Logpipe is a utility for managing a batch processing pipeline.
With repeated execution via cron, files flow through the following 4-stages:
stage1-incoming - incoming raw files
stage2-holding - candidates awaiting validation for stage3
stage3-processing - raw files awaiting processing
stage4-outgoing - cooked files awaiting transport to S3
Actions executed in the processing stage can be written in any language and are executed using GNU parallel.
The final stage of the pipeline uploads the processed (cooked) output to Amazon S3 via s3cmd.
Logpipe is written in Bash and makes use of non-portable shell features.
There is an intentional lack of error handling in logpipe. Unexpected ouput will generate an email from the cron daemon.
Actions are executable programs called directly by logpipe via GNU parallel.
Individual files in stage3 are distributed as command line arguments to processes created by GNU parallel. The number of concurrent jobs will scale to the number of available CPU cores. Although unimplemented, a minor modification allows distribution of jobs to networked machines accessible via ssh.
Actions will be executed in natural sort order against the files in stage3.

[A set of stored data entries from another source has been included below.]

//! Host-facing plugin surface.
//!
//! The host application talks to NodeKit through [`NodeKit`]: `initialize`
//! wires the stores, gate, transport, and scheduler together;
//! `sync_branding` runs an on-demand pass and reports its result as data
//! (never a panic); the telephony boundary is exposed for the host's
//! connection service. Configuration errors are the only failures callers
//! see; everything downstream of `initialize` is fail-open.

use std::path::PathBuf;
use std::sync::Arc;

use nodekit_core::config::{ConfigError, NodeKitConfig, PersistedSettings};
use nodekit_core::credentials::{ApiKeyStore, CredentialError};
use nodekit_core::identity::derive_device_id;
use nodekit_core::model::{EventOutcome, NewOutboxEvent};
use secrecy::SecretString;
use thiserror::Error;
use tokio::task::JoinHandle;
use tracing::{info, warn};
use uuid::Uuid;

use crate::clock::SharedClock;
use crate::gate::{CallInterceptionGate, TelephonyBoundary};
use crate::scheduler::{JobRegistry, SchedulerHandle, SyncScheduler};
use crate::spool::{DEFAULT_SPOOL_CAPACITY, DirectSink, EventSink, TrySpoolResult, spawn_spool};
use crate::store::{BrandingStore, EventOutbox, StoreError, open_database};
use crate::sync::{BrandingTransport, HttpBrandingTransport, SyncEngine, SyncError};

/// Settings file name under the data directory.
const SETTINGS_FILE: &str = "settings.json";

/// Database file name under the data directory.
const DATABASE_FILE: &str = "nodekit.db";

/// Errors surfaced to the host from `initialize`.
#[derive(Debug, Error)]
#[non_exhaustive]
pub enum PluginError {
    /// Endpoint or settings problem.
    #[error(transparent)]
    Config(#[from] ConfigError),

    /// Credential could not be stored or read.
    #[error(transparent)]
    Credential(#[from] CredentialError),

    /// Local database could not be opened.
    #[error(transparent)]
    Store(#[from] StoreError),

    /// Transport could not be constructed.
    #[error(transparent)]
    Sync(#[from] SyncError),
}

/// Result of an on-demand sync, shaped for the host bridge: errors are
/// data, not exceptions.
#[derive(Debug, Clone, PartialEq, Eq)]
pub struct SyncBrandingResult {
    /// Whether the pull stage succeeded.
    pub success: bool,
    /// Branding records updated by the pass.
    pub records_updated: usize,
    /// Error description when `success` is false.
    pub error: Option<String>,
}

/// Everything `initialize` needs from the host.
pub struct PluginOptions {
    /// Validated runtime configuration.
    pub config: NodeKitConfig,
    /// Directory for the database and persisted settings.
    pub data_dir: PathBuf,
    /// Installation seed for device-id derivation (package name plus
    /// platform installation id, or equivalent).
    pub install_seed: String,
    /// Credential store; keyring-backed in production.
    pub credentials: ApiKeyStore,
    /// Host job scheduler.
    pub registry: Arc<dyn JobRegistry>,
    /// Time source.
    pub clock: SharedClock,
    /// Transport override; `None` builds the HTTPS transport from the
    /// configured endpoint.
    pub transport: Option<Arc<dyn BrandingTransport>>,
}

/// The assembled runtime.
pub struct NodeKit {
    device_id: String,
    branding: Arc<BrandingStore>,
    outbox: Arc<EventOutbox>,
    sink: Arc<dyn EventSink>,
    boundary: TelephonyBoundary,
    engine: Arc<SyncEngine>,
    scheduler: SyncScheduler,
    clock: SharedClock,
    run_loop: Option<SchedulerHandle>,
    spool_drain: Option<JoinHandle<()>>,
}

impl NodeKit {
    /// Configures the endpoint and credential, opens the local stores,
    /// arms the sync scheduler, and returns the assembled runtime.
    ///
    /// Persists the endpoint URL (the scheduled job re-initializes from it)
    /// and hands the API key to the credential store. When called inside a
    /// Tokio runtime this also starts the event spool and the periodic run
    /// loop; without a runtime, events are appended inline and only the
    /// host-scheduled job drives syncs.
    ///
    /// # Errors
    ///
    /// Returns [`PluginError`] for an unusable endpoint, credential-store
    /// failure, or an unopenable database. These are the only errors the
    /// host ever has to handle.
    pub fn initialize(options: PluginOptions, api_key: SecretString) -> Result<Self, PluginError> {
        let PluginOptions {
            config,
            data_dir,
            install_seed,
            credentials,
            registry,
            clock,
            transport,
        } = options;

        credentials.store(api_key.clone())?;
        PersistedSettings {
            api_url: config.api_url.clone(),
        }
        .store(data_dir.join(SETTINGS_FILE))?;

        let conn = open_database(data_dir.join(DATABASE_FILE))?;
        let branding = Arc::new(BrandingStore::new(Arc::clone(&conn))?);
        let outbox = Arc::new(EventOutbox::new(conn));

        let device_id = config
            .device_id
            .clone()
            .unwrap_or_else(|| derive_device_id(&install_seed));
        let config = if config.device_id.is_some() {
            config
        } else {
            config.with_device_id(device_id.clone())?
        };

        let transport: Arc<dyn BrandingTransport> = match transport {
            Some(transport) => transport,
            None => Arc::new(HttpBrandingTransport::new(config.api_url.clone(), api_key)?),
        };

        let in_runtime = tokio::runtime::Handle::try_current().is_ok();
        let (sink, spool_drain): (Arc<dyn EventSink>, Option<JoinHandle<()>>) = if in_runtime {
            let (sink, drain) = spawn_spool(Arc::clone(&outbox), DEFAULT_SPOOL_CAPACITY);
            (Arc::new(sink), Some(drain))
        } else {
            (Arc::new(DirectSink::new(Arc::clone(&outbox))), None)
        };

        #[allow(clippy::cast_possible_wrap)]
        let gate = Arc::new(CallInterceptionGate::new(
            Arc::clone(&branding),
            Arc::clone(&sink),
            Arc::clone(&clock),
            config.cache_ttl_ms as i64,
            device_id.clone(),
        ));
        let boundary = TelephonyBoundary::new(gate);

        let engine = Arc::new(SyncEngine::new(
            Arc::clone(&branding),
            Arc::clone(&outbox),
            transport,
            Arc::clone(&clock),
            config.clone(),
        ));

        let scheduler = SyncScheduler::new(registry, config.sync_period, config.sync_flex);
        scheduler.on_process_start();

        let run_loop = if in_runtime {
            let engine_for_loop = Arc::clone(&engine);
            Some(scheduler.spawn_run_loop(move || {
                let engine = Arc::clone(&engine_for_loop);
                async move {
                    engine.run_once().await;
                }
            }))
        } else {
            None
        };

        info!(device_id = %device_id, "NodeKit initialized");
        Ok(Self {
            device_id,
            branding,
            outbox,
            sink,
            boundary,
            engine,
            scheduler,
            clock,
            run_loop,
            spool_drain,
        })
    }

    /// Runs an on-demand sync pass and reports the outcome as data.
    pub async fn sync_branding(&self) -> SyncBrandingResult {
        let report = self.engine.run_once().await;
        SyncBrandingResult {
            success: report.pull_ok(),
            records_updated: report.records_pulled,
            error: report.pull_error,
        }
    }

    /// The callback surface to register with the host telephony framework.
    #[must_use]
    pub const fn telephony(&self) -> &TelephonyBoundary {
        &self.boundary
    }

    /// Stable identifier of this installation.
    #[must_use]
    pub fn device_id(&self) -> &str {
        &self.device_id
    }

    /// Simulates an incoming call through the full interception path.
    /// Development builds only.
    #[cfg(debug_assertions)]
    #[must_use]
    pub fn test_incoming_call(&self, phone_number: &str) -> Option<crate::gate::CallConnection> {
        let request = crate::gate::CallRequest::from_address(phone_number);
        Some(self.boundary.on_create_incoming_connection(&request))
    }

    /// No-op in release builds.
    #[cfg(not(debug_assertions))]
    #[must_use]
    pub fn test_incoming_call(&self, _phone_number: &str) -> Option<crate::gate::CallConnection> {
        None
    }

    /// Records a missed-call telemetry event and returns its call id.
    /// Fail-open: a dropped event still returns an id.
    pub fn record_missed_call(&self, phone_number: &str) -> String {
        let call_id = Uuid::new_v4().to_string();
        let now_ms = self.clock.now_epoch_ms();
        let event = NewOutboxEvent {
            phone_e164: phone_number.to_string(),
            outcome: EventOutcome::Test,
            surface: None,
            displayed_at_epoch_ms: None,
            idempotency_key: None,
            meta_json: Some(format!(
                r#"{{"kind":"missed_call","callId":"{call_id}"}}"#
            )),
            created_at_epoch_ms: now_ms,
        };
        if self.sink.try_enqueue(event) != TrySpoolResult::Queued {
            warn!(call_id = %call_id, "Missed-call event dropped");
        }
        call_id
    }

    /// Number of events awaiting upload (diagnostics).
    #[must_use]
    pub fn pending_event_count(&self) -> usize {
        self.outbox.count_pending().unwrap_or(0)
    }

    /// Number of cached branding records (diagnostics).
    #[must_use]
    pub fn cached_branding_count(&self) -> usize {
        self.branding.count()
    }

    /// Re-arms the sync job; safe to call from any lifecycle hook.
    pub fn on_boot_completed(&self) {
        self.scheduler.on_boot_completed();
    }

    /// Stops the periodic run loop and flushes the event spool.
    ///
    /// Events already queued in the spool are appended before this returns:
    /// dropping the runtime releases the last sink references, which closes
    /// the spool channel and lets the drain task finish its backlog.
    pub async fn shutdown(mut self) {
        if let Some(handle) = self.run_loop.take() {
            handle.shutdown().await;
        }
        let drain = self.spool_drain.take();
        drop(self);
        if let Some(handle) = drain {
            let _ = handle.await;
        }
    }
}

impl std::fmt::Debug for NodeKit {
    fn fmt(&self, f: &mut std::fmt::Formatter<'_>) -> std::fmt::Result {
        f.debug_struct("NodeKit")
            .field("device_id", &self.device_id)
            .field("cached_branding", &self.cached_branding_count())
            .field("pending_events", &self.pending_event_count())
            .finish_non_exhaustive()
    }
}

Output files should be created in the path pointed to by the STAGE4 environment
variable which is inherited by action processes. Global variables are defined
in environment.sh
A final action, 99delete
removes files from stage3 and should be the last
action that is executed. It can be referred to as a template for writing your
own actions but should be left in place to ensure files are removed properly.
Actions should depend on this behavior and not remove or otherwise modify files
themselves.
Logpipe can be called in one of four ways:
Usage: logpipe [options]
Options:
-h, --help Display this help and exit
-m, --move Prepare raw files for processing
-p, --process Execute actions
-u, --upload Upload cooked files to Amazon S3
An example schedule consists of executing logpipe via cron every 10 minutes:
*/10 * * * * /path/to/logpipe --move
*/20 * * * * /path/to/logpipe --process
*/30 * * * * /path/to/logpipe --upload
sudo apt-get install s3cmd parallel coreutils
The default installation path is /usr/local/
but you may override this by
defining PREFIX at install time. At a minimum, you must define S3_URI
and
STAGE_PREFIX
to INSTALL.sh
.
sudo \
PREFIX=/custom/path \
S3_URI=s3://your_bucket/ \
STAGE_PREFIX=/srv/logpipe \
./INSTALL.sh